# Thhn Insulation Melting



## dronai

How many amps would cause the insulation on #8 thhn to melt ? I figured it would make it to about 70A.

A 40HP 480V motor shorted, and we thought the motor was fried, we meggered and it, and was good. But we found the wire from the control panel was #8 had melted !

This is on a Grinding machine, that the operator can increase the resistance by adding more pressure on the Metal when grinding.

The Ol's were sized properly, but didn't trip ??? wth ?


----------



## Cow

52 amp x 125%=65 amps. #6 minimum if no derates.


----------



## Southeast Power

Motors are interesting, I tend to up size motors that are designed to be loaded on the heavy side of their capacity.

We have a project with some RTUs that require 108 MCA, I’m going to use #1 copper for them.
In a previous like, I would have used #2 aluminum.


----------



## dronai

Cow said:


> 52 amp x 125%=65 amps. #6 minimum if no derates.


I think it said 46 Amps on the nameplate


----------



## dronai

Southeast Power said:


> Motors are interesting, I tend to up size motors that are designed to be loaded on the heavy side of their capacity.
> 
> We have a project with some RTUs that require 108 MCA, I’m going to use #1 copper for them.
> In a previous like, I would have used #2 aluminum.
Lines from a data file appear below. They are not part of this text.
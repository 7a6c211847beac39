//! Application handlers keyed by request class name.

use std::sync::Arc;
use std::time::{Duration, Instant};

use async_trait::async_trait;
use serde_json::Value;

use boltwire_core::error::Result;
use boltwire_core::HeaderMap;

use crate::connection::Connection;
use crate::executor::Executor;

/// Handles requests whose class name equals [`UserProcessor::interest`].
///
/// Returning `Err` (or panicking) answers the caller with
/// `SERVER_EXCEPTION`; for oneway requests the outcome is only logged.
#[async_trait]
pub trait UserProcessor: Send + Sync {
    fn interest(&self) -> &str;

    async fn handle_request(&self, ctx: &BizContext, request: Value) -> Result<Value>;

    /// Run on the connection's I/O task instead of an executor.
    fn process_in_io_thread(&self) -> bool {
        false
    }

    /// Drop requests whose client timeout has passed before the handler runs.
    fn timeout_discard(&self) -> bool {
        true
    }

    fn executor(&self) -> Option<Arc<dyn Executor>> {
        None
    }

    fn executor_selector(&self) -> Option<Arc<dyn ExecutorSelector>> {
        None
    }
}

/// Picks an executor from the request header. `None` falls back to the
/// processor's own executor, then the default one.
pub trait ExecutorSelector: Send + Sync {
    fn select(&self, class_name: &str, header: Option<&HeaderMap>) -> Option<Arc<dyn Executor>>;
}

/// What a handler may know about the request it is serving.
#[derive(Debug, Clone)]
pub struct BizContext {
    conn: Arc<Connection>,
    id: u32,
    class_name: String,
    header: HeaderMap,
    arrive: Instant,
    timeout_ms: Option<u32>,
}

impl BizContext {
    pub(crate) fn new(
        conn: Arc<Connection>,
        id: u32,
        class_name: String,
        header: HeaderMap,
        arrive: Instant,
        timeout_ms: Option<u32>,
    ) -> Self {
        Self {
            conn,
            id,
            class_name,
            header,
            arrive,
            timeout_ms,
        }
    }

    pub fn connection(&self) -> &Arc<Connection> {
        &self.conn
    }

    pub fn remote_addr(&self) -> &str {
        self.conn.remote_addr()
    }

    pub fn request_id(&self) -> u32 {
        self.id
    }

    pub fn class_name(&self) -> &str {
        &self.class_name
    }

    pub fn header(&self) -> &HeaderMap {
        &self.header
    }

    pub fn arrive_time(&self) -> Instant {
        self.arrive
    }

    pub fn client_timeout_ms(&self) -> Option<u32> {
        self.timeout_ms
    }

    pub fn is_request_timeout(&self) -> bool {
        self.timeout_ms
            .is_some_and(|ms| self.arrive.elapsed() > Duration::from_millis(u64::from(ms)))
    }
}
Yeah, I'm definitley going to upsize anything that's questionable.


----------



## Bird dog

dronai said:


> How many amps would cause the insulation on #8 thhn to melt ? I figured it would make it to about 70A.
> 
> A 40HP 480V motor shorted, and we thought the motor was fried, we meggered and it, and was good. But we found the wire from the control panel was #8 had melted !
> 
> This is on a Grinding machine, that the operator can increase the resistance by adding more pressure on the Metal when grinding.
> 
> The Ol's were sized properly, but didn't trip ??? wth ?


Did you test the OL ckt?


----------



## dronai

Bird dog said:


> Did you test the OL ckt?


No, it's an old Nema starter, and I did check the numbers on the heaters. How do you test that ?


----------



## Bird dog

dronai said:


> No, it's an old Nema starter, and I did check the numbers on the heaters. How do you test that ?


 IDK. Try undersizing the the heaters just to see them drop the coil out.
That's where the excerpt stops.